In relation to the Applicants’ assertion that they had been recognised as refugees by UNHCR the Authority accepted that that they had been so recognised in November 2008 (EDL18) and December 2009 (EDN18) respectively, but went on to observe at CB 468 at [56] that:
While I accept that they were recognised as refugees by the UNHCR, it is now nine or ten years since that recognition and there have been substantial and significant changes in that time in Sri Lanka for Tamils as discussed above.
As with a determination by a foreign country, the 2008 and 2009 refugee determinations by the UNHCR are neither determinative nor a mandatory relevant consideration in the Authority’s review of the Applicants’ refugee and complementary protection claims. Further, the Authority’s rationale for distinguishing the grant of refugee status to the Applicants by reason of the passage of a significant passage of time and substantial and significant changes in Sri Lanka during that passage of time was not unreasonable: Minister for Immigration and Citizenship v Li [2013] HCA 18; (2013) 249 CLR 332; (2013) 87 ALJR 618; (2013) 297 ALR 225; (2013) 138 ALD 181, nor was that rationale not open to the Authority on the evidence before it, for the reasons that it gave, because no other rational or logical decision-maker could not have drawn the same conclusions: Minister for Immigration and Citizenship v SZMDS [2010] HCA 16; (2010) 240 CLR 611; (2010) 84 ALJR 369; (2010) 266 ALR 367; (2010) 115 ALD 248.
In the above circumstances the Authority Decision is not affected by jurisdictional error by reason of any matter relating to its consideration of the 2017 DFAT Report, its treatment of country information generally, or any non-Australian refugee determinations in relation to the Applicants.
Children
The Applicants said that they had two children, one of whom was at school: Transcript, p 4. There is no information concerning the children in the CB, and no information concerning the children has been submitted to the Court in relation to the Judicial Review Application. In any event, as the Court explained to the Applicants at the final hearing: Transcript, pp 4-5, merely having children who were born in, or who are living in, Australia is not, without more, a basis for finding jurisdictional error in the Authority Decision. In that respect there is nothing more in this case and the fact of the Applicants having two Australian born children does not establish jurisdictional error in the Authority Decision.
The arrest of EDN18 and the kidnapping of her uncle
The Applicants submitted that:
(a)when EDN18 was arrested in Sri Lanka she was given a “little slip of paper” and they requested that the Court verify that document with the Sri Lankan Government to establish “whether it’s true or whether it’s a false document”; and
(b)EDN18’s uncle “gave money” to get EDN18 out of jail and that within a month of EDN18 leaving Sri Lanka her uncle was kidnapped: Transcript, p 5.
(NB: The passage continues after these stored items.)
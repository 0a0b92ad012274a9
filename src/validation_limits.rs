/// Bounds applied to attacker-supplied artifacts before any proportional
/// allocation or heavy computation happens.
#[derive(Debug, Clone, Copy, PartialEq, Eq)]
pub struct VerifierLimits {
    /// Largest accepted byte length of any single artifact.
    pub max_artifact_bytes: usize,
    /// Largest circuit-size exponent.
    pub max_k: u32,
    /// Largest number of advice or fixed columns.
    pub max_columns: usize,
    /// Largest number of queries in any one query list.
    pub max_queries: usize,
    /// Largest number of gates.
    pub max_gates: usize,
    /// Total expression nodes across all gates.
    pub max_expression_nodes: usize,
    /// Nesting depth of a single gate expression.
    pub max_expression_depth: usize,
    /// Largest absolute rotation of a query.
    pub max_rotation: u32,
    /// Largest gate degree.
    pub max_degree: usize,
    /// Largest number of public inputs.
    pub max_public_inputs: usize,
}

impl Default for VerifierLimits {
    fn default() -> Self {
        Self::new()
    }
}

impl VerifierLimits {
    /// BN254 Fr has two-adicity 28; evaluation domains cannot grow past it.
    pub const MAX_SUPPORTED_K: u32 = 28;

    pub const fn new() -> Self {
        Self {
            max_artifact_bytes: 4 * 1024 * 1024,
            max_k: 26,
            max_columns: 64,
            max_queries: 256,
            max_gates: 256,
            max_expression_nodes: 4096,
            max_expression_depth: 32,
            max_rotation: 16,
            max_degree: 9,
            max_public_inputs: 4096,
        }
    }

    pub fn verify_artifact_size(&self, size: usize) -> bool {
        size <= self.max_artifact_bytes
    }

    pub fn verify_k(&self, k: u32) -> bool {
        k >= 1 && k <= self.max_k && k <= Self::MAX_SUPPORTED_K
    }

    pub fn verify_columns_count(&self, count: usize) -> bool {
        count <= self.max_columns
    }

    pub fn verify_queries_count(&self, count: usize) -> bool {
        count <= self.max_queries
    }

    pub fn verify_gates_count(&self, count: usize) -> bool {
        count >= 1 && count <= self.max_gates
    }

    pub fn verify_rotation(&self, rotation: i32) -> bool {
        rotation.unsigned_abs() <= self.max_rotation
    }

    pub fn verify_degree(&self, degree: usize) -> bool {
        degree <= self.max_degree
    }

    pub fn verify_public_inputs_count(&self, count: usize) -> bool {
        count <= self.max_public_inputs
    }
}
The Delegate noted that EDN18 had provided an “uncertified copy of a document purported to be a Receipt of Arrest” of EDN 18 on 11 January 2008 “regarding Terrorist Activity” and “issued by the Ministry of Defence, Public Security, Law and Order”: CB 330. The Delegate noted the ready availability of forged documents in Sri Lanka and said it was “unable to verify the Authenticity” of the Receipt of Arrest: CB 334, but ultimately accepted that EDN18 had been “arrested, interrogated and after one week was released” in January 2008: CB 335. The Delegate found that if EDN18 had been suspected of involvement in bombings in October and November 2007, or was of interest to the Sri Lanka authorities, she would have been stopped when departing from Colombo Airport in March 2009: CB 335-336.
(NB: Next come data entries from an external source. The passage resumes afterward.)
//! Circuit layout: columns, queries and gate expressions.
//!
//! Gates are polynomial expressions over *query indices*. A query names a
//! column and a rotation; evaluating a gate at `x` reads the column polynomial
//! at `omega^rotation * x`. Fixed columns double as selectors.

use std::collections::BTreeSet;
use std::ops::{Add, Mul, Neg, Sub};

use super::reader::ByteReader;
use crate::constants::{CIRCUIT_INFO_MAGIC, FIELD_BYTES, G1_BYTES};
use crate::error::{Artifact, VerifierError, VerifierResult};
use crate::field::{self, FieldElement};
use crate::validation_limits::VerifierLimits;

const TAG_CONSTANT: u8 = 0;
const TAG_FIXED: u8 = 1;
const TAG_ADVICE: u8 = 2;
const TAG_INSTANCE: u8 = 3;
const TAG_NEGATED: u8 = 4;
const TAG_SUM: u8 = 5;
const TAG_PRODUCT: u8 = 6;
const TAG_SCALED: u8 = 7;

/// Row offset of a query relative to the current row.
#[derive(Debug, Clone, Copy, PartialEq, Eq, PartialOrd, Ord, Hash)]
pub struct Rotation(pub i32);

impl Rotation {
    pub const fn cur() -> Self {
        Rotation(0)
    }

    pub const fn next() -> Self {
        Rotation(1)
    }

    pub const fn prev() -> Self {
        Rotation(-1)
    }
}

#[derive(Debug, Clone, Copy, PartialEq, Eq, Hash)]
pub struct Query {
    pub column: usize,
    pub rotation: Rotation,
}

impl Query {
    pub const fn new(column: usize, rotation: Rotation) -> Self {
        Self { column, rotation }
    }
}

#[derive(Debug, Clone, PartialEq, Eq)]
pub enum Expression {
    Constant(FieldElement),
    /// Index into `CircuitInfo::fixed_queries`.
    Fixed(usize),
    /// Index into `CircuitInfo::advice_queries`.
    Advice(usize),
    /// Index into `CircuitInfo::instance_queries`.
    Instance(usize),
    Negated(Box<Expression>),
    Sum(Box<Expression>, Box<Expression>),
    Product(Box<Expression>, Box<Expression>),
    Scaled(Box<Expression>, FieldElement),
}

impl Expression {
    /// Folds the expression tree with one closure per node kind.
    #[allow(clippy::too_many_arguments)]
    pub fn evaluate<T>(
        &self,
        constant: &impl Fn(FieldElement) -> T,
        fixed: &impl Fn(usize) -> T,
        advice: &impl Fn(usize) -> T,
        instance: &impl Fn(usize) -> T,
        negated: &impl Fn(T) -> T,
        sum: &impl Fn(T, T) -> T,
        product: &impl Fn(T, T) -> T,
        scaled: &impl Fn(T, FieldElement) -> T,
    ) -> T {
        let eval = |e: &Expression| {
            e.evaluate(
                constant, fixed, advice, instance, negated, sum, product, scaled,
            )
        };
        match self {
            Expression::Constant(c) => constant(*c),
            Expression::Fixed(i) => fixed(*i),
            Expression::Advice(i) => advice(*i),
            Expression::Instance(i) => instance(*i),
            Expression::Negated(a) => negated(eval(a)),
            Expression::Sum(a, b) => sum(eval(a), eval(b)),
            Expression::Product(a, b) => product(eval(a), eval(b)),
            Expression::Scaled(a, f) => scaled(eval(a), *f),
        }
    }

    pub fn degree(&self) -> usize {
        match self {
            Expression::Constant(_) => 0,
            Expression::Fixed(_) | Expression::Advice(_) | Expression::Instance(_) => 1,
            Expression::Negated(a) | Expression::Scaled(a, _) => a.degree(),
            Expression::Sum(a, b) => a.degree().max(b.degree()),
            Expression::Product(a, b) => a.degree().saturating_add(b.degree()),
        }
    }

    fn encode(&self, out: &mut Vec<u8>) {
        match self {
            Expression::Constant(c) => {
                out.push(TAG_CONSTANT);
                out.extend_from_slice(&field::to_le_bytes(c));
            }
            Expression::Fixed(i) => encode_index(out, TAG_FIXED, *i),
            Expression::Advice(i) => encode_index(out, TAG_ADVICE, *i),
            Expression::Instance(i) => encode_index(out, TAG_INSTANCE, *i),
            Expression::Negated(a) => {
                out.push(TAG_NEGATED);
                a.encode(out);
            }
            Expression::Sum(a, b) => {
                out.push(TAG_SUM);
                a.encode(out);
                b.encode(out);
            }
            Expression::Product(a, b) => {
                out.push(TAG_PRODUCT);
                a.encode(out);
                b.encode(out);
            }
            Expression::Scaled(a, f) => {
                out.push(TAG_SCALED);
                a.encode(out);
                out.extend_from_slice(&field::to_le_bytes(f));
            }
        }
    }
}

fn encode_index(out: &mut Vec<u8>, tag: u8, index: usize) {
    out.push(tag);
    out.extend_from_slice(&(index as u32).to_le_bytes());
}

impl Neg for Expression {
    type Output = Expression;
    fn neg(self) -> Self::Output {
        Expression::Negated(Box::new(self))
    }
}

impl Add for Expression {
    type Output = Expression;
    fn add(self, rhs: Expression) -> Self::Output {
        Expression::Sum(Box::new(self), Box::new(rhs))
    }
}

impl Sub for Expression {
    type Output = Expression;
    fn sub(self, rhs: Expression) -> Self::Output {
        Expression::Sum(Box::new(self), Box::new(-rhs))
    }
}

impl Mul for Expression {
    type Output = Expression;
    fn mul(self, rhs: Expression) -> Self::Output {
        Expression::Product(Box::new(self), Box::new(rhs))
    }
}

impl Mul<FieldElement> for Expression {
    type Output = Expression;
    fn mul(self, rhs: FieldElement) -> Self::Output {
        Expression::Scaled(Box::new(self), rhs)
    }
}

/// Running totals while decoding gates.
struct ExpressionDecoder<'l> {
    limits: &'l VerifierLimits,
    nodes: usize,
    num_fixed_queries: usize,
    num_advice_queries: usize,
    num_instance_queries: usize,
}

impl ExpressionDecoder<'_> {
    fn decode(&mut self, reader: &mut ByteReader<'_>, depth: usize) -> VerifierResult<Expression> {
        if depth > self.limits.max_expression_depth {
            return Err(reader.malformed("expression nested too deeply"));
        }
        self.nodes += 1;
        if self.nodes > self.limits.max_expression_nodes {
            return Err(reader.malformed("too many expression nodes"));
        }

        let tag = reader.read_u8()?;
        let expr = match tag {
            TAG_CONSTANT => Expression::Constant(reader.read_scalar()?),
            TAG_FIXED => Expression::Fixed(self.index(reader, self.num_fixed_queries)?),
            TAG_ADVICE => Expression::Advice(self.index(reader, self.num_advice_queries)?),
            TAG_INSTANCE => Expression::Instance(self.index(reader, self.num_instance_queries)?),
            TAG_NEGATED => Expression::Negated(Box::new(self.decode(reader, depth + 1)?)),
            TAG_SUM | TAG_PRODUCT => {
                let a = Box::new(self.decode(reader, depth + 1)?);
                let b = Box::new(self.decode(reader, depth + 1)?);
                if tag == TAG_SUM {
                    Expression::Sum(a, b)
                } else {
                    Expression::Product(a, b)
                }
            }
            TAG_SCALED => {
                let a = Box::new(self.decode(reader, depth + 1)?);
                Expression::Scaled(a, reader.read_scalar()?)
            }
            _ => return Err(reader.malformed("unknown expression tag")),
        };
        Ok(expr)
    }

    fn index(&self, reader: &mut ByteReader<'_>, bound: usize) -> VerifierResult<usize> {
        let index = reader.read_u32()? as usize;
        if index >= bound {
            return Err(reader.malformed("query index out of range"));
        }
        Ok(index)
    }
}

/// Metadata needed to rebuild the verifier's arithmetic.
#[derive(Debug, Clone, PartialEq, Eq)]
pub struct CircuitInfo {
    /// Implicit circuit-size exponent, if the circuit states one.
    pub k: Option<u32>,
    pub num_advice: usize,
    pub num_fixed: usize,
    pub num_public_inputs: usize,
    pub advice_queries: Vec<Query>,
    pub fixed_queries: Vec<Query>,
    /// Rotations of the single instance column.
    pub instance_queries: Vec<Rotation>,
    pub gates: Vec<Expression>,
}

impl CircuitInfo {
    pub fn from_bytes(bytes: &[u8], limits: &VerifierLimits) -> VerifierResult<Self> {
        let mut reader = ByteReader::new(bytes, Artifact::CircuitInfo);
        reader.expect_magic(&CIRCUIT_INFO_MAGIC)?;

        let k_flag = reader.read_u8()?;
        let k_value = reader.read_u32()?;
        let k = match (k_flag, k_value) {
            (0, 0) => None,
            (0, _) => return Err(reader.malformed("k value present without flag")),
            (1, k) => Some(k),
            _ => return Err(reader.malformed("invalid k flag")),
        };

        let columns = |n| limits.verify_columns_count(n);
        let num_advice = reader.read_count(columns, "too many advice columns")?;
        let num_fixed = reader.read_count(columns, "too many fixed columns")?;
        let num_public_inputs = reader.read_count(
            |n| limits.verify_public_inputs_count(n),
            "too many public inputs",
        )?;

        let advice_queries = read_queries(&mut reader, num_advice, limits)?;
        let fixed_queries = read_queries(&mut reader, num_fixed, limits)?;

        let count = reader.read_count(
            |n| limits.verify_queries_count(n),
            "too many instance queries",
        )?;
        let mut instance_queries = Vec::with_capacity(count);
        for _ in 0..count {
            let rotation = read_rotation(&mut reader, limits)?;
            if instance_queries.contains(&rotation) {
                return Err(reader.malformed("duplicate instance query"));
            }
            instance_queries.push(rotation);
        }

        let num_gates =
            reader.read_count(|n| limits.verify_gates_count(n), "gate count out of range")?;
        let mut decoder = ExpressionDecoder {
            limits,
            nodes: 0,
            num_fixed_queries: fixed_queries.len(),
            num_advice_queries: advice_queries.len(),
            num_instance_queries: instance_queries.len(),
        };
        let mut gates = Vec::with_capacity(num_gates);
        for _ in 0..num_gates {
            let gate = decoder.decode(&mut reader, 0)?;
            if !limits.verify_degree(gate.degree()) {
                return Err(reader.malformed("gate degree too high"));
            }
            gates.push(gate);
        }
        reader.finish()?;

        Ok(Self {
            k,
            num_advice,
            num_fixed,
            num_public_inputs,
            advice_queries,
            fixed_queries,
            instance_queries,
            gates,
        })
    }

    pub fn to_bytes(&self) -> Vec<u8> {
        let mut out = Vec::new();
        out.extend_from_slice(&CIRCUIT_INFO_MAGIC);
        match self.k {
            Some(k) => {
                out.push(1);
                out.extend_from_slice(&k.to_le_bytes());
            }
            None => {
                out.push(0);
                out.extend_from_slice(&0u32.to_le_bytes());
            }
        }
        for count in [self.num_advice, self.num_fixed, self.num_public_inputs] {
            out.extend_from_slice(&(count as u32).to_le_bytes());
        }
        for queries in [&self.advice_queries, &self.fixed_queries] {
            out.extend_from_slice(&(queries.len() as u32).to_le_bytes());
            for q in queries.iter() {
                out.extend_from_slice(&(q.column as u32).to_le_bytes());
                out.extend_from_slice(&q.rotation.0.to_le_bytes());
            }
        }
        out.extend_from_slice(&(self.instance_queries.len() as u32).to_le_bytes());
        for rotation in &self.instance_queries {
            out.extend_from_slice(&rotation.0.to_le_bytes());
        }
        out.extend_from_slice(&(self.gates.len() as u32).to_le_bytes());
        for gate in &self.gates {
            gate.encode(&mut out);
        }
        out
    }

    /// Resolves the circuit-size exponent from the caller's optional value and
    /// the circuit's own bookkeeping.
    pub fn resolve_k(&self, requested: Option<u32>) -> VerifierResult<u32> {
        match (requested, self.k) {
            (Some(k), Some(implicit)) if k != implicit => Err(VerifierError::SizeMismatch(
                "explicit k disagrees with circuit info",
            )),
            (Some(k), _) => Ok(k),
            (None, Some(implicit)) => Ok(implicit),
            (None, None) => Err(VerifierError::SizeMismatch(
                "k not supplied and circuit info has no implicit size",
            )),
        }
    }

    pub fn max_degree(&self) -> usize {
        self.gates.iter().map(Expression::degree).max().unwrap_or(0)
    }

    /// The quotient `h` has degree below `(d - 1) n` and is committed in
    /// `d - 1` pieces of `n` coefficients each.
    pub fn quotient_pieces(&self) -> usize {
        self.max_degree().max(2) - 1
    }

    /// Distinct rotations at which commitments are opened, ascending; always
    /// includes the current row because the quotient is opened there.
    pub fn opening_rotations(&self) -> Vec<Rotation> {
        let mut rotations: BTreeSet<Rotation> = self
            .advice_queries
            .iter()
            .chain(self.fixed_queries.iter())
            .map(|q| q.rotation)
            .collect();
        rotations.insert(Rotation::cur());
        rotations.into_iter().collect()
    }

    /// Exact byte length of a proof for this circuit.
    pub fn proof_len(&self) -> Option<usize> {
        let pieces = self.quotient_pieces();
        let points = self
            .num_advice
            .checked_add(pieces)?
            .checked_add(self.opening_rotations().len())?;
        let scalars = self
            .advice_queries
            .len()
            .checked_add(self.fixed_queries.len())?
            .checked_add(pieces)?;
        points
            .checked_mul(G1_BYTES)?
            .checked_add(scalars.checked_mul(FIELD_BYTES)?)
    }
}

fn read_rotation(reader: &mut ByteReader<'_>, limits: &VerifierLimits) -> VerifierResult<Rotation> {
    let rotation = reader.read_i32()?;
    if !limits.verify_rotation(rotation) {
        return Err(reader.malformed("rotation out of range"));
    }
    Ok(Rotation(rotation))
}

fn read_queries(
    reader: &mut ByteReader<'_>,
    num_columns: usize,
    limits: &VerifierLimits,
) -> VerifierResult<Vec<Query>> {
    let count = reader.read_count(|n| limits.verify_queries_count(n), "too many queries")?;
    let mut queries = Vec::with_capacity(count);
    for _ in 0..count {
        let column = reader.read_u32()? as usize;
        if column >= num_columns {
            return Err(reader.malformed("query column out of range"));
        }
        let query = Query::new(column, read_rotation(reader, limits)?);
        if queries.contains(&query) {
            return Err(reader.malformed("duplicate query"));
        }
        queries.push(query);
    }
    Ok(queries)
}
In dealing with the circumstances surrounding EDN18’s arrest the Authority noted EDN18’s provision of the Receipt of Arrest: CB 457 at [24], but went on to accept EDN18’s claims to have been arrested: CB 459 at [30], 460-461 at [32]-[33] and 461 at [34]. Given, amongst other things, EDN18’s release without detention order or charge, the Authority did not, however, accept that:
(a)the Sri Lankan authorities had a high level of interest in EDN18 after her release following her arrest and one week detention: CB 460 at [32]; or
(b)having regard to her personal circumstances and the country information, that EDN18 had a profile which gave rise to any relevant risk of harm: CB 467 at [53] and [55] and CB 469 at [63] and [67].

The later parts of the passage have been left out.